Part of being a landlord is preparing in advance for issues such as planned maintenance and vacancies. In case your tenants vacate, landlords should always be aware of what they need to do to ensure properties are in the best condition, in order to rent again, with minimal vacancies to new quality tenants. It goes without saying that the more proactive the landlord, and better presented the property, generally the better quality the new tenant will be.
Often the winter period is the quieter time of the year for the rental property market (as less people are moving at this time) so just prior to winter all landlords should be prepared in advance to take steps to ensure their property is ready to market to new tenants. Winter is when competition is the highest for tenants so there are specific issues to consider when for planning for this period. Property owners need to be on their game to ensure that their properties stand out from the crowd and will appeal to prospective tenants.
Generally your property manager sends you periodic inspection reports on the condition of the property and any issues to be addressed either now or at some stage down the line. The reason for this is that landlords hate surprises and your property manager’s communication gives you the time and resources to plan for any maintenance and improvements in advance.
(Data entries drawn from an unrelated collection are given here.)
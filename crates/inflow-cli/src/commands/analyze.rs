//! Pattern analysis and recurring-charge commands

use std::path::Path;

use anyhow::{Context, Result};
use chrono::{Duration, Utc};
use inflow_core::PatternAnalyzer;

use super::{format_cents, open_db, truncate};

pub fn cmd_analyze(db_path: &Path, no_encrypt: bool, org: i64, days: i64, json: bool) -> Result<()> {
    let db = open_db(db_path, no_encrypt)?;
    let start = (Utc::now() - Duration::days(days)).date_naive();

    let analyzer = PatternAnalyzer::new(db);
    let analysis = analyzer
        .analyze(org, start, None)
        .context("Pattern analysis failed")?;

    if json {
        println!("{}", serde_json::to_string_pretty(&analysis)?);
        return Ok(());
    }

    println!();
    println!(
        "📈 Spending Analysis  {} – {}",
        analysis.window_start, analysis.window_end
    );
    println!("   ─────────────────────────────────────────────────");

    if !analysis.recurring.is_empty() {
        println!();
        println!("   Recurring charges:");
        for p in &analysis.recurring {
            println!(
                "   🔁 {:<24} {:<9} {:>9}  {} charges, {:.0}% confidence, next ~{}",
                truncate(&p.merchant, 24),
                p.frequency,
                format_cents(p.average_amount_cents),
                p.occurrences,
                p.confidence,
                p.next_expected_date
            );
        }
    }

    if !analysis.categories.is_empty() {
        println!();
        println!("   By category:");
        for c in &analysis.categories {
            println!(
                "   {:<22} {:>10}  {:>5.1}%  ({} transactions, {}/month)",
                truncate(&c.category, 22),
                format_cents(c.total_cents),
                c.percent_of_total,
                c.transaction_count,
                format_cents(c.monthly_average_cents)
            );
        }
    }

    if !analysis.trends.is_empty() {
        println!();
        println!("   Month over month:");
        for t in &analysis.trends {
            let change = match t.change_percent {
                Some(pct) if pct >= 0.0 => format!("+{:.1}%", pct),
                Some(pct) => format!("{:.1}%", pct),
                None => "—".to_string(),
            };
            println!(
                "   {}  {:>10}  {:>8}  ({} transactions{})",
                t.month,
                format_cents(t.total_cents),
                change,
                t.transaction_count,
                t.dominant_category
                    .as_deref()
                    .map(|c| format!(", mostly {}", c))
                    .unwrap_or_default()
            );
        }
    }

    println!();
    println!(
        "   {} merchants across {} categories",
        analysis.summary.unique_merchants, analysis.summary.distinct_categories
    );
    if let Some(largest) = &analysis.summary.largest_expense {
        println!(
            "   Largest expense: {} at {} on {}",
            format_cents(largest.amount_cents),
            largest.merchant,
            largest.date
        );
    }
    println!(
        "   Average transaction: {}",
        format_cents(analysis.summary.average_transaction_cents)
    );

    Ok(())
}

pub fn cmd_recurring(db_path: &Path, no_encrypt: bool, org: i64, days: i64) -> Result<()> {
    let db = open_db(db_path, no_encrypt)?;
    let start = (Utc::now() - Duration::days(days)).date_naive();

    let analyzer = PatternAnalyzer::new(db);
    let patterns = analyzer
        .recurring(org, start, None)
        .context("Recurring detection failed")?;

    if patterns.is_empty() {
        println!("No recurring charges detected in the last {} days", days);
        return Ok(());
    }

    println!();
    println!("🔁 Recurring Charges ({} found)", patterns.len());
    println!("   ─────────────────────────────────────────────────");
    for p in &patterns {
        println!(
            "   {:<24} {:<9} {:>9}  {:<16} {} charges, {:.0}% confidence",
            truncate(&p.merchant, 24),
            p.frequency,
            format_cents(p.average_amount_cents),
            truncate(&p.category, 16),
            p.occurrences,
            p.confidence
        );
        println!(
            "      last {}, next expected ~{}",
            p.last_date, p.next_expected_date
        );
    }

    Ok(())
}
As a property owner you should begin planning for these issues prior to tenants giving notice and properties becoming vacant. This means taking steps to collect quotes, organize work where necessary and budget for the work in advance. Landlords who wait until properties become vacant are those likely to experience far greater vacancies between tenancies as the process grinds to a halt as they wait for quotes and tradesman.
All properties generally rent quicker in the summer months. This is due to many reasons including a higher demand for property in general. There is also the fact that almost all properties look better in the summer months when the sun is shining, the smell of the cut green grass is appealing and most properties show little sign of moisture or dampness. Winter months require addressing specific issues which I have noted below that may not matter so much in the summer. These important issues should be addressed when tenants give notice (not when they have vacated, but in the last weeks of their tenancy). Remember that all properties are generally marketed while tenants are still in occupation so often you can’t afford to wait until the property is vacant. It is also important to understand that tenants are only required to present a property to a “reasonable standard” so they will never address exterior issues 100% and owners need to be prepared to address the rest.
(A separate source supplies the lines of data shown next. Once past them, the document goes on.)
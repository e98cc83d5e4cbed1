//! CLI command implementations
//!
//! Commands are organized by domain:
//! - `core` - Core commands (init, link) and shared utilities (open_db)
//! - `sync` - Provider sync command
//! - `analyze` - Pattern analysis and recurring-charge commands
//! - `feedback` - Category correction command
//! - `status` - Database/link/token status command

pub mod analyze;
pub mod core;
pub mod feedback;
pub mod status;
pub mod sync;

// Re-export command functions for main.rs
pub use analyze::*;
pub use core::*;
pub use feedback::*;
pub use status::*;
pub use sync::*;

/// Format signed integer cents as dollars, e.g. -1599 -> "-$15.99"
pub fn format_cents(cents: i64) -> String {
    let sign = if cents < 0 { "-" } else { "" };
    let abs = cents.abs();
    format!("{}${}.{:02}", sign, abs / 100, abs % 100)
}

/// Truncate a string to a maximum length, adding "..." if truncated
pub fn truncate(s: &str, max: usize) -> String {
    if s.len() <= max {
        s.to_string()
    } else {
        format!("{}...", &s[..max.saturating_sub(3)])
    }
}

#[cfg(test)]
mod tests {
    use super::*;

    #[test]
    fn test_format_cents() {
        assert_eq!(format_cents(-1599), "-$15.99");
        assert_eq!(format_cents(1599), "$15.99");
        assert_eq!(format_cents(0), "$0.00");
        assert_eq!(format_cents(-5), "-$0.05");
        assert_eq!(format_cents(100_000), "$1000.00");
    }

    #[test]
    fn test_truncate() {
        assert_eq!(truncate("short", 10), "short");
        assert_eq!(truncate("a much longer string", 10), "a much ...");
    }
}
Trees, Gardens & Hedges: As all prospective tenants usually do a drive by from the outside of a property prior to viewing the inside so these issues require special attention. All trees/hedges should be trimmed back as much as possible which will improve sunlight on the property and though windows (less dampness) and stop leaves gathering around the yard. Gardens should be given a mini spring clean just prior to tenants vacating. Usually outgoing tenants will only maintain a garden to 75% so owners may need to complete this to maximize presentation. Lawns & edges should be attended to. By weed matting all gardens and clearing weeds not only do gardens look tidy but combined with the above issues, the entire property will appear to be LOW MAINTENANCE which is what all tenants look for.
Insulation: Winter brings this aspect of properties to the front of prospective tenant’s minds. Often some tenants will not rent in summer as they want to see a property in the winter first. These days insulation requirements are a lot stricter so many older properties may have poor or sub standard insulation. When prospective tenants are inspecting properties they will be looking at walls, ceilings, nets, curtains and windows for evidence of mould and moisture. The increase in recent media reports about poor insulation and education on heath risks, have driven tenants concerns. It goes without saying that generally the better insulated properties, will be the ones that rent the first in winter. Chattels such as heat pumps, HRV ventilation units and bathroom fans, will also assist in reducing moisture, and making properties more appealing. Subsidies are now available from the government for landlords insulating rental properties, and if you have a current tenant who is a beneficiary then extra subsidies apply. Better insulation and less moisture is also an investment in your chattels, such as curtains and nets which will last longer in a better insulated property. If surfaces show signs of moisture then they should be painted.
Lighting & Security: Often tenants who are viewing properties after hours in winter, will visit a property in the dark. This is when lighting and security becomes important. All properties should have security sensor lights/bulbs installed which pop on as soon as the tenants walk down the driveway or path. This gives tenants a sense of personal safety and security as soon as they step on to your property. Not only will they see what they have come to look at, but they know that if they lived there, they could feel secure. Alarms will also provide the tenants with additional piece of mind and help you compete with other properties.
Next time you receive an inspection report from your property manager identifying potential issues at your property, it may be worth getting the ball rolling ASAP. If you manage your own property then you should be inspecting quarterly or six monthly to assess the presentation and any issues yourselves. Start organizing quotes so you can budget for the work. Make a list of all issues in advance so if tenants give notice you can begin without delay. Any professional property manager will tell you that their role is a combination of systematic processes we follow each day or week to ensure that the property or portfolio performs well. We are not only managing as of today but planning for the future. In this day and age it is not possible to be re-active and only get involved when a tenant moves out or doesn’t pay the rent. The performance of the property is a direct result of how proactive the landlord is so you need to be prepared and plan for the future. A landlord with a plan is definitely the man/woman!